Briggs notes, “I’ve been to the Coyote in Fort Worth and the Galaxy in Corsicana, Texas, and other relatively new drive-ins across the country, but I haven’t visited the pop-ups that are programming in Wal-Mart parking lots. The ironic thing is that, for 30 years, it was Wal-Mart that was buying up the drive-ins, shutting them down, and putting up big box stores. It’s like the ghosts of that land couldn’t be eradicated. They have risen up to rule it once again.”
A Bay Area boutique drive-in could look something like Doc’s Drive-In in the town of Buda, Texas, about a 20 minute drive from Austin. What you are about to read will reinforce the idea that people have more fun in Austin than they do here. Doc’s Drive-in screen hangs on an ingeniously-made structure of three repurposed stacked shipping containers. Says co-owner Sarah Denny, “My husband and I use containers for a lot of things. We thought ‘why not?’”
Sarah and her husband Chris opened Doc’s in October 2018. The theater has three movie-themed tiny homes for overnight rentals. It has a bar, concessions, and a natural swimming hole on the premises. (The pond is closed during the pandemic, but the hiatus gives the owners a chance to get a beach installed.)
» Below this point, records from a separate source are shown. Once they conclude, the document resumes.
//! Text and JSON rendering of schedules.

use serde::Serialize;
use std::fmt::Write;
use tourney::{Format, RandomTeams, Round, Schedule, Slot, Stage};

const RULE_WIDTH: usize = 40;

/// Human-readable form of a slot.
pub fn slot_label(slot: &Slot) -> String {
    match slot {
        Slot::Concrete(entrant) => entrant.to_string(),
        Slot::Bye => "BYE".to_string(),
        Slot::PendingWinner { round, index } => {
            format!("Winner of R{} M{}", round + 1, index + 1)
        }
    }
}

/// Render a complete schedule as text.
pub fn render_schedule(schedule: &Schedule) -> String {
    let mut out = String::new();
    let rule = "=".repeat(RULE_WIDTH);
    let title = match schedule.format() {
        Format::Knockout => "Knockout Schedule",
        Format::RoundRobin => "Round-Robin Schedule",
    };

    // Writing into a String cannot fail
    let _ = writeln!(out, "{rule}");
    let _ = writeln!(out, "{title:^RULE_WIDTH$}");
    let _ = writeln!(out, "{rule}");
    let _ = writeln!(out, "Event: {}", schedule.event_kind);
    let _ = writeln!(out, "Entrants: {}", schedule.entrant_count);

    match schedule.format() {
        Format::Knockout => render_knockout(&mut out, schedule, &rule),
        Format::RoundRobin => render_round_robin(&mut out, schedule, &rule),
    }

    let _ = writeln!(out, "\n{rule}");
    out
}

fn render_knockout(out: &mut String, schedule: &Schedule, rule: &str) {
    let byes = schedule.knockout_byes();
    let _ = writeln!(out, "Bracket size: {}", schedule.bracket_size().unwrap_or(0));
    let _ = writeln!(out, "Byes: {}", byes.len());
    let _ = writeln!(out, "{rule}");

    if !byes.is_empty() {
        let names: Vec<String> = byes.iter().map(ToString::to_string).collect();
        let _ = writeln!(out, "Straight to round 2: {}", names.join(", "));
    }

    if schedule.round(0).is_none() {
        let _ = writeln!(out, "\nAll entrants have a bye in round 1.");
    }

    for round in &schedule.rounds {
        let label = match round.stage {
            Stage::Final => " (Final)",
            Stage::SemiFinal => " (Semifinal)",
            Stage::Regular if round.index == 0 => " (Preliminary)",
            Stage::Regular => "",
        };
        let _ = writeln!(out, "\n--- Round {}{label} ---", round.index + 1);
        render_matches(out, round);
    }
}

fn render_round_robin(out: &mut String, schedule: &Schedule, rule: &str) {
    let _ = writeln!(out, "Total matches: {}", schedule.match_count());
    let _ = writeln!(out, "{rule}");

    for round in &schedule.rounds {
        let _ = writeln!(out, "\n--- Round {} ---", round.index + 1);
        render_matches(out, round);
    }
}

fn render_matches(out: &mut String, round: &Round) {
    for m in &round.matches {
        match m.bye_recipient() {
            Some(entrant) => {
                let _ = writeln!(out, "{entrant} has a bye");
            }
            None => {
                let _ = writeln!(
                    out,
                    "Match {}: {} vs {}",
                    m.index + 1,
                    slot_label(&m.first),
                    slot_label(&m.second)
                );
            }
        }
    }
}

/// Render the outcome of random doubles pairing.
pub fn render_random_teams(teams: &RandomTeams) -> String {
    let mut out = String::from("--- Random teams ---\n");
    for (i, team) in teams.teams.iter().enumerate() {
        let _ = writeln!(out, "Team {}: {team}", i + 1);
    }
    if let Some(player) = &teams.leftover {
        let _ = writeln!(
            out,
            "\nNote: '{player}' was left without a partner (odd number of players)."
        );
    }
    out.push_str("--------------------\n");
    out
}

/// Document printed in JSON mode
#[derive(Serialize)]
struct JsonOutput<'a> {
    #[serde(skip_serializing_if = "Option::is_none")]
    random_teams: Option<&'a RandomTeams>,
    schedule: &'a Schedule,
}

/// Render the schedule, and the random pairing it was drawn from, as JSON.
pub fn render_json(
    schedule: &Schedule,
    random_teams: Option<&RandomTeams>,
) -> serde_json::Result<String> {
    serde_json::to_string_pretty(&JsonOutput {
        random_teams,
        schedule,
    })
}
//! Command-line front end for the `tourney` schedule generators.
//!
//! Collects a field (from flags or interactively), generates the schedule and
//! prints it as text or JSON.

pub mod config;
pub mod input;
pub mod render;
The location is about more than just showing movies. Austin women Bri Houk and Lindey Leaverton were forced to cancel their wedding because of the pandemic. So they had their ceremony at the theater. “We’ve had huge celebrations,” says Sarah Denny, “and a lot of live music events. We’ve had a Christmas fair. Santa comes out and meets the kids.” Programming includes evergreens like The Goonies and The Princess Bride, as well as a not-for-children films, such as The Invisible Man.
There are downsides to the business, particularly film rentals. “One problem is dealing with studios,” said Sarah. “Things cost more than you want them to be.” And no matter how fun a place might be, it won’t be spared culture wars today. “To be honest with you, one drawback is having to be really nice to people even if you don’t want to be — sometimes they go at you if they don’t want to wear a mask.”
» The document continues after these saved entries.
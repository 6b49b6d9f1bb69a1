//! Print a knockout or round-robin schedule for a tournament field.

use anyhow::{Context, Result};
use log::{info, warn};
use pico_args::Arguments;
use std::io;

use tn_cli::{
    config::{CliConfig, CliOverrides, OutputMode},
    input::{Field, Prompter, entrants_from_names, random_teams},
    render::{render_json, render_random_teams, render_schedule},
};
use tourney::{EventKind, Format, RandomShuffler, Shuffler, generate};

const HELP: &str = "\
Generate a tournament match schedule

USAGE:
  tn_cli [OPTIONS]

OPTIONS:
  --format FORMAT       knockout | round-robin  [default: ask]
  --event KIND          singles | doubles  [default: env TOURNEY_EVENT or ask]
  --entrant NAME        Entrant in seed order, repeatable (doubles: A/B)
  --player NAME         Player for random doubles pairing, repeatable
  --seed N              Seed the draw for a reproducible schedule  [default: env TOURNEY_SEED]

FLAGS:
  --json                Print the schedule as JSON  [default: env TOURNEY_OUTPUT]
  -h, --help            Print help information

With no --entrant or --player the field is entered interactively.
";

struct Args {
    format: Option<Format>,
    entrants: Vec<String>,
    players: Vec<String>,
}

fn main() -> Result<()> {
    // Load .env file if it exists
    let _ = dotenvy::dotenv();

    let mut pargs = Arguments::from_env();

    if pargs.contains(["-h", "--help"]) {
        print!("{HELP}");
        std::process::exit(0);
    }

    let overrides = CliOverrides {
        seed: pargs.opt_value_from_str("--seed")?,
        json: pargs.contains("--json"),
        event_kind: pargs.opt_value_from_str("--event")?,
    };
    let args = Args {
        format: pargs.opt_value_from_str("--format")?,
        entrants: pargs.values_from_str("--entrant")?,
        players: pargs.values_from_str("--player")?,
    };

    env_logger::builder().format_target(false).init();

    let remaining = pargs.finish();
    if !remaining.is_empty() {
        warn!("Ignoring unused arguments: {remaining:?}");
    }

    let config = CliConfig::from_env(overrides)?;
    info!("Configuration: {config:?}");

    match config.seed {
        Some(seed) => run(args, &config, &mut RandomShuffler::seeded(seed)),
        None => run(args, &config, &mut RandomShuffler::new()),
    }
}

fn run<S: Shuffler>(args: Args, config: &CliConfig, shuffler: &mut S) -> Result<()> {
    let stdin = io::stdin();
    let mut prompter = Prompter::new(stdin.lock(), io::stdout());

    let field = if !args.players.is_empty() {
        let teams = random_teams(args.players, shuffler)?;
        if config.output == OutputMode::Text {
            print!("\n{}", render_random_teams(&teams));
        }
        Field {
            event_kind: EventKind::Doubles,
            entrants: teams.teams.clone(),
            random_teams: Some(teams),
        }
    } else if !args.entrants.is_empty() {
        let event_kind = config.event_kind.unwrap_or_default();
        Field {
            event_kind,
            entrants: entrants_from_names(&args.entrants, event_kind)?,
            random_teams: None,
        }
    } else {
        prompter
            .collect_field(config.event_kind, shuffler)
            .context("Failed to read the field")?
    };

    let format = match args.format {
        Some(format) => format,
        None => prompter
            .choose("\nSelect format (1: knockout, 2: round-robin): ")
            .context("Failed to read the format")?,
    };

    info!(
        "Generating {} schedule for {} {} entrants",
        format,
        field.entrants.len(),
        field.event_kind
    );
    let schedule = generate(format, &field.entrants, field.event_kind, shuffler)
        .context("Error generating schedule")?;

    match config.output {
        OutputMode::Text => print!("\n{}", render_schedule(&schedule)),
        OutputMode::Json => println!(
            "{}",
            render_json(&schedule, field.random_teams.as_ref())
                .context("Failed to serialize schedule")?
        ),
    }

    Ok(())
}
//! Entrant identities and event kinds.

use serde::{Deserialize, Serialize};
use std::{fmt, str::FromStr};

use crate::errors::{ScheduleError, ScheduleResult};

/// Separator used when a doubles team is written on one line.
pub const PAIR_SEPARATOR: char = '/';

/// The unit a generator schedules: one player, or a fixed pair.
///
/// Entrants are opaque to the generators. They are only ever cloned into
/// slots and compared by value.
#[derive(Clone, Debug, Eq, Hash, Ord, PartialEq, PartialOrd, Serialize, Deserialize)]
pub enum Entrant {
    Single(String),
    Pair(String, String),
}

impl Entrant {
    /// A single player. Surrounding whitespace is dropped.
    pub fn single(name: &str) -> ScheduleResult<Self> {
        Ok(Self::Single(clean_name(name)?))
    }

    /// A doubles team. Both names must be non-blank.
    pub fn pair(first: &str, second: &str) -> ScheduleResult<Self> {
        Ok(Self::Pair(clean_name(first)?, clean_name(second)?))
    }

    /// Parse `"A"` as a single or `"A/B"` as a pair.
    pub fn parse(s: &str) -> ScheduleResult<Self> {
        match s.split_once(PAIR_SEPARATOR) {
            Some((first, second)) => Self::pair(first, second),
            None => Self::single(s),
        }
    }

    pub fn is_pair(&self) -> bool {
        matches!(self, Self::Pair(..))
    }
}

impl fmt::Display for Entrant {
    fn fmt(&self, f: &mut fmt::Formatter<'_>) -> fmt::Result {
        match self {
            Self::Single(name) => name.fmt(f),
            Self::Pair(first, second) => write!(f, "{first}{PAIR_SEPARATOR}{second}"),
        }
    }
}

fn clean_name(name: &str) -> ScheduleResult<String> {
    let name = name.trim();
    if name.is_empty() {
        return Err(ScheduleError::EmptyName);
    }
    Ok(name.to_string())
}

/// Whether entrants are individuals or pairs.
///
/// Metadata only; the generators never branch on it.
#[derive(Clone, Copy, Debug, Default, Eq, Hash, PartialEq, Serialize, Deserialize)]
pub enum EventKind {
    #[default]
    Singles,
    Doubles,
}

impl fmt::Display for EventKind {
    fn fmt(&self, f: &mut fmt::Formatter<'_>) -> fmt::Result {
        let repr = match self {
            Self::Singles => "singles",
            Self::Doubles => "doubles",
        };
        write!(f, "{repr}")
    }
}

impl FromStr for EventKind {
    type Err = ScheduleError;

    fn from_str(s: &str) -> Result<Self, Self::Err> {
        match s.trim().to_lowercase().as_str() {
            "1" | "singles" | "single" | "s" => Ok(Self::Singles),
            "2" | "doubles" | "double" | "d" => Ok(Self::Doubles),
            other => Err(ScheduleError::UnknownOption {
                what: "event kind",
                value: other.to_string(),
            }),
        }
    }
}

#[cfg(test)]
mod tests {
    use super::*;

    #[test]
    fn test_single_trims_name() {
        let entrant = Entrant::single("  Lin Dan ").unwrap();
        assert_eq!(entrant, Entrant::Single("Lin Dan".to_string()));
        assert_eq!(entrant.to_string(), "Lin Dan");
    }

    #[test]
    fn test_blank_names_rejected() {
        assert_eq!(Entrant::single("   "), Err(ScheduleError::EmptyName));
        assert_eq!(Entrant::pair("Ahsan", ""), Err(ScheduleError::EmptyName));
    }

    #[test]
    fn test_parse_pair() {
        let entrant = Entrant::parse("Ahsan / Setiawan").unwrap();
        assert!(entrant.is_pair());
        assert_eq!(entrant.to_string(), "Ahsan/Setiawan");
    }

    #[test]
    fn test_parse_single() {
        let entrant = Entrant::parse("Momota").unwrap();
        assert!(!entrant.is_pair());
    }

    #[test]
    fn test_event_kind_from_str() {
        assert_eq!("Doubles".parse::<EventKind>().unwrap(), EventKind::Doubles);
        assert_eq!("1".parse::<EventKind>().unwrap(), EventKind::Singles);
        assert!("mixed".parse::<EventKind>().is_err());
    }
}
Doc’s reserves spaces to keep vehicles safely apart. Viewers sit in their cars, or on the back ends of their trucks — the epidemic means a prohibition of sitting in that sweet spot in a lawn chair right in front of the grill of a car.
On YouTube videos, Chris Denny stresses the nostalgia factor of what he’s built. But many of the new customers are far too young to have gone to the drive-in as kids. Doc’s Drive-In customers are a big mix of ages, but most are between 25-35. Says Sarah Denny, “They’re super excited to do something they haven’t done before. I see them watching the sunset. You know how people are looking at their phones all the time? Here, they’re interacting with each other.”
Back in the 1990s, I interviewed Kerry Seagrave, author of Drive-in Movies: A History for Metro Silicon Valley: at the time no new drive-ins had been built since the 1970s. “If … there were no new McDonald’s built in the last 25 years, you’d know something’s wrong,” Seagrave said.
But new drive-ins have been built since then, from Nebraska to Texas to Amenia, NY. The Lighthouse 5 in Eustis, Florida, engineered to be the world’s largest, is slated to open in 2022. In short, despite all the Route 66 and American Graffiti signifiers today’s drive-in theaters flaunt, they have a potential that goes beyond being a nostalgia act.
I’ll never get over the excitement of being a kid in the back of the car at night on the L.A. freeway, seeing the roadside monoliths adorned with murals of cowboys or padres or drum majorettes, glimpsing the blue-white beams of the film flickering as we sped by. They were a stunning sight in the endless flats of Los Angeles, exactly as captured by Tarantino in Once Upon a Time… in Hollywood.
Now there’s a whole new chapter for what seemed to be a dying way of life.